Thanks for the update. I hope he is feeling better real soon.


----------



## BeauShel (May 20, 2007)

Good luck and here is a thread about pano. I wonder if it could be something like that. http://www.goldenretrieverforum.com/showthread.php?t=54258&highlight=pano


----------



## nsaw (Mar 17, 2009)

Hi, I'm new to this site, but have somewhat of the same issue. My 8 month old golden has been slightly limping for almost 6 weeks now--the left front leg. Vet says he thinks it's elbow dysplasia, but sees nothing on xrays. He still takes short hikes with me every day (probably 2-3 miles) for about 45 minutes and it has never slowed him down in the least--constantly sniffing, running short spurts, and jumping into the creek. I'm very frustrated--he is on Dasequin and I just put him on Lubrisyn for the joints. He does not seem to be in any pain. It's interseting what you mentioned about your Buddy and the calcium--I'll check that out--or if anyone has any other suggestions!


----------



## Heidi36oh (Feb 27, 2007)

I'm with Carol, it could be pano, it's very common in large breed pups!


----------



## amy22 (May 11, 2008)

I hope that you can figure out what is going on with Buddy...poor baby..I hope the calcuim tablets work out for you all.


----------



## Penny & Maggie's Mom (Oct 4, 2007)

If the vet thinks it is nutritional/growth related, please look at the pano/growth articles here www.greatdanelady.com She is a canine nutritionist and former Dane breeder.
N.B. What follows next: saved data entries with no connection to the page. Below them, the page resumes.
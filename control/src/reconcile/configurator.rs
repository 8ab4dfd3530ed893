//! Configurator
//!
//! Owns the AppliedState table and the render/write/reload sequence. Only the
//! single queue worker calls into it, so nothing here is locked.
//!
//! ```text
//!  resolved / composite / vs site
//!        │
//!        ├─ write secrets ──► SecretFiles
//!        ├─ assemble ───────► IngressConfig / VirtualServerConfig
//!        ├─ render + write ─► conf.d/<name>.conf
//!        ├─ record ─────────► AppliedState
//!        └─ reload ─────────► proxy confirms the new config version
//! ```
//!
//! AppliedState is recorded as soon as the artifact is written. A failed
//! reload does not roll it back: the file on disk is what the proxy will load
//! next, so a later successful reload converges.

use common::{ingress_config_name, virtual_server_config_name, ServerParams};
use k8s_openapi::api::core::v1::Secret;
use std::collections::{BTreeMap, BTreeSet, HashMap};
use std::sync::Arc;
use thiserror::Error;
use tracing::{debug, info, warn};

use super::annotations::{
    filter_master_annotations, filter_minion_annotations, merge_master_annotations_into_minion,
    parse_annotations,
};
use super::assembler::{
    generate_composite_config, generate_ingress_config, ingress_upstream_members, AssemblyContext,
    SecretFiles,
};
use super::cache::ResourceKey;
use super::fragment::ResolvedFragment;
use super::merge::CompositeSite;
use super::params::{generate_main_config, ConfigParams, StaticConfigParams};
use super::secrets::{
    jwk_content, pem_content, DEFAULT_SERVER_SECRET_NAME, JWK_SECRET_FILE_MODE,
    TLS_SECRET_FILE_MODE, WILDCARD_SECRET_NAME,
};
use super::virtualserver::VirtualServerSite;
use super::vs_assembler::{generate_virtual_server_config, virtual_server_upstream_members};
use crate::proxy::manager::{ManagerError, ProxyManager};
use crate::proxy::renderer::{RenderError, Renderer};

#[derive(Error, Debug)]
pub enum ConfiguratorError {
    #[error(transparent)]
    Render(#[from] RenderError),

    #[error(transparent)]
    Manager(#[from] ManagerError),

    #[error("Error when updating the {kind} template: {source}")]
    Template {
        kind: &'static str,
        #[source]
        source: RenderError,
    },
}

// =============================================================================
// AppliedState
// =============================================================================

#[derive(Debug, Clone, Copy, PartialEq, Eq)]
pub enum SiteKind {
    /// A simple Ingress
    Fragment,
    /// A master with its merged minions
    Composite,
    /// A VirtualServer with its merged routes
    VirtualServer,
}

/// One rendered site
#[derive(Debug, Clone, PartialEq, Eq)]
pub struct AppliedSite {
    pub config_name: String,
    pub kind: SiteKind,
    /// Minions of a composite, routes of a VirtualServer
    pub leaves: BTreeSet<ResourceKey>,
}

/// Ingress counts by role
#[derive(Debug, Clone, Copy, Default, PartialEq, Eq)]
pub struct IngressCounts {
    pub master: usize,
    pub regular: usize,
    pub minion: usize,
}

/// What the proxy currently has, by resource key.
///
/// Ingresses and VirtualServers are kept apart: the same `namespace/name`
/// may exist as both.
#[derive(Debug, Clone, Default, PartialEq, Eq)]
pub struct AppliedState {
    ingresses: BTreeMap<ResourceKey, AppliedSite>,
    virtual_servers: BTreeMap<ResourceKey, AppliedSite>,
}
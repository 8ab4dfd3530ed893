//! Site Removal Test
//!
//! Deleting a site reloads the proxy only while something is left to serve.

use super::super::framework::assertions::{ensure, ensure_eq};
use super::super::framework::{fixtures, key, TestContext, TestResult};
use super::super::TestScenario;
use control::proxy::fake::ManagerCall;
use control::reconcile::reporter::StatusChange;
use control::reconcile::task_queue::TaskKind;

pub struct RemovalScenario;

#[async_trait::async_trait(?Send)]
impl TestScenario for RemovalScenario {
    fn name(&self) -> &str {
        "site_removal"
    }

    async fn run(&self, ctx: &mut TestContext) -> TestResult {
        println!("\n🧪 Running Site Removal Scenarios");

        for (name, host) in [("tea", "tea.example.com"), ("coffee", "coffee.example.com")] {
            ctx.stores
                .ingresses
                .apply(fixtures::simple_ingress(name, host, &format!("{}-svc", name)));
            ctx.sync(TaskKind::Ingress, name).await;
        }
        ensure_eq(ctx.proxy.config_names().len(), 2, "live artifacts")?;

        test_remove_with_remaining(ctx).await?;
        test_remove_last(ctx).await?;
        test_remove_unknown(ctx).await?;

        println!("✅ All removal tests passed!\n");
        Ok(())
    }
}

/// Test 1: coffee is still live, so removing tea reloads
async fn test_remove_with_remaining(ctx: &mut TestContext) -> TestResult {
    println!("  📝 Test: Remove one of two sites");

    ctx.proxy.clear_calls();
    ctx.stores.ingresses.delete(&key("tea"));
    ctx.sync(TaskKind::Ingress, "tea").await;

    ensure_eq(
        ctx.proxy.calls(),
        vec![ManagerCall::DeleteConfig("default-tea".to_string()), ManagerCall::Reload],
        "proxy calls",
    )?;
    ensure_eq(
        ctx.proxy.config_names(),
        vec!["default-coffee".to_string()],
        "remaining artifacts",
    )?;

    println!("  ✅ Deleted and reloaded");
    Ok(())
}

/// Test 2: nothing left to serve, no reload
async fn test_remove_last(ctx: &mut TestContext) -> TestResult {
    println!("  📝 Test: Remove the last site");

    ctx.proxy.clear_calls();
    ctx.stores.ingresses.delete(&key("coffee"));
    ctx.sync(TaskKind::Ingress, "coffee").await;

    ensure_eq(
        ctx.proxy.calls(),
        vec![ManagerCall::DeleteConfig("default-coffee".to_string())],
        "proxy calls",
    )?;
    ensure(ctx.controller.configurator().state().is_empty(), "Applied state is not empty")?;

    println!("  ✅ Deleted without reload");
    Ok(())
}

/// Test 3: deleting something that was never live touches nothing
async fn test_remove_unknown(ctx: &mut TestContext) -> TestResult {
    println!("  📝 Test: Remove an unknown Ingress");

    ctx.proxy.clear_calls();
    ctx.reporter.clear();
    ctx.sync(TaskKind::Ingress, "tea").await;

    ensure(ctx.proxy.calls().is_empty(), "Unknown Ingress touched the proxy")?;
    ensure(
        !ctx
            .reporter
            .status_changes()
            .contains(&StatusChange::Updated(key("tea"))),
        "Unknown Ingress got a status",
    )?;

    println!("  ✅ No-op");
    Ok(())
}
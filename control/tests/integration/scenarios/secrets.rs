//! TLS Secret Lifecycle Test
//!
//! A secret used by a live site: updated, made invalid, then deleted. Each
//! step rewrites the sites that use it with one reload, and a site whose
//! secret is gone fails closed instead of disappearing.

use super::super::framework::assertions::{ensure, ensure_eq, outcomes};
use super::super::framework::{fixtures, key, TestContext, TestResult};
use super::super::TestScenario;
use control::proxy::fake::ManagerCall;
use control::reconcile::reporter::{Outcome, ResourceKind};
use control::reconcile::secrets::TLS_CERT_KEY;
use control::reconcile::task_queue::TaskKind;

const CONFIG_NAME: &str = "default-cafe-ingress";
const SECRET_FILE: &str = "default-cafe-secret";

pub struct SecretLifecycleScenario;

#[async_trait::async_trait(?Send)]
impl TestScenario for SecretLifecycleScenario {
    fn name(&self) -> &str {
        "secret_lifecycle"
    }

    async fn run(&self, ctx: &mut TestContext) -> TestResult {
        println!("\n🧪 Running TLS Secret Scenarios");

        ctx.stores.secrets.apply(fixtures::tls_secret("cafe-secret"));
        ctx.stores.ingresses.apply(fixtures::cafe_ingress(true));
        ctx.sync(TaskKind::Ingress, "cafe-ingress").await;
        ensure(ctx.proxy.secret(SECRET_FILE).is_some(), "Secret file was not written")?;

        test_update(ctx).await?;
        test_invalid(ctx).await?;
        test_removed(ctx).await?;

        println!("✅ All TLS secret tests passed!\n");
        Ok(())
    }
}

fn fails_closed(ctx: &TestContext) -> Result<bool, Box<dyn std::error::Error>> {
    let config = ctx.ingress_config(CONFIG_NAME)?;
    let ssl = config.servers[0]
        .ssl
        .as_ref()
        .ok_or("Server lost its TLS binding")?;
    Ok(ssl.fails_closed())
}

/// Test 1: a rotated certificate is one reload
async fn test_update(ctx: &mut TestContext) -> TestResult {
    println!("  📝 Test: Secret updated");

    ctx.proxy.clear_calls();
    ctx.reporter.clear();
    ctx.stores.secrets.apply(fixtures::tls_secret("cafe-secret"));
    ctx.sync(TaskKind::Secret, "cafe-secret").await;

    ensure_eq(ctx.proxy.reload_count(), 1, "reloads")?;
    ensure(!fails_closed(ctx)?, "Valid secret must be served")?;
    ensure_eq(
        outcomes(&ctx.reporter, ResourceKind::Ingress, "cafe-ingress"),
        vec![Outcome::Updated],
        "Ingress outcomes",
    )?;

    println!("  ✅ One reload");
    Ok(())
}

/// Test 2: a certificate without its key is rejected and treated as gone
async fn test_invalid(ctx: &mut TestContext) -> TestResult {
    println!("  📝 Test: Secret becomes invalid");

    ctx.reporter.clear();
    ctx.stores
        .secrets
        .apply(fixtures::secret("cafe-secret", &[(TLS_CERT_KEY, fixtures::CERT_PEM)]));
    ctx.sync(TaskKind::Secret, "cafe-secret").await;

    ensure_eq(
        outcomes(&ctx.reporter, ResourceKind::Secret, "cafe-secret"),
        vec![Outcome::Rejected],
        "Secret outcomes",
    )?;
    ensure(
        outcomes(&ctx.reporter, ResourceKind::Ingress, "cafe-ingress").contains(&Outcome::MissingSecret),
        "Ingress was not told about the missing secret",
    )?;
    ensure(fails_closed(ctx)?, "Invalid secret must fail closed")?;
    ensure(ctx.proxy.secret(SECRET_FILE).is_none(), "Invalid secret file remains")?;

    println!("  ✅ Rejected, site fails closed");
    Ok(())
}

/// Test 3: the secret is deleted; the site stays live without it
async fn test_removed(ctx: &mut TestContext) -> TestResult {
    println!("  📝 Test: Secret deleted");

    ctx.stores.secrets.apply(fixtures::tls_secret("cafe-secret"));
    ctx.sync(TaskKind::Secret, "cafe-secret").await;
    ensure(!fails_closed(ctx)?, "Restored secret must be served")?;

    ctx.proxy.clear_calls();
    ctx.stores.secrets.delete(&key("cafe-secret"));
    ctx.sync(TaskKind::Secret, "cafe-secret").await;

    ensure_eq(
        ctx.proxy.calls(),
        vec![
            ManagerCall::DeleteSecret(SECRET_FILE.to_string()),
            ManagerCall::WriteConfig(CONFIG_NAME.to_string()),
            ManagerCall::Reload,
        ],
        "proxy calls",
    )?;
    ensure(fails_closed(ctx)?, "Site without its secret must fail closed")?;
    ensure(
        ctx.controller.configurator().has_fragment(&key("cafe-ingress")),
        "Site was removed",
    )?;

    println!("  ✅ Site fails closed");
    Ok(())
}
She's had much success dealing with nutritional issues associated with growth.


----------



## Doodle (Apr 6, 2009)

Our pup had pano in his left front leg, and his symptoms were exactly the same as you describe, and he was the same age when it started. You should still rule out the other possibilities of sprains, lyme and joint dysplasias. When our guy went in for neutering at 6 months, our vet did a full series of leg xrays and then we had a consult with an orthopedic surgeon who confirmed it was pano and not elbow dysplasia. Pano is actually difficult to diagnose on traditional xrays (they were more to rule out joint dyplasias)...the diagnosis is done more from clinical exam...the surgeon put pressure directly on the femur and he yelped. Our dog's limp stayed with him for 3-4 months, and got better and worse during this time. When it was at it's worse, we had to limit his exercise. The good news is they eventually outgrow it on their own. If you're able to, have a lyme test and the xrays and consult with a orthopedic vet to rule out the other possibilities, and ask them to do the clinical test for pano.


----------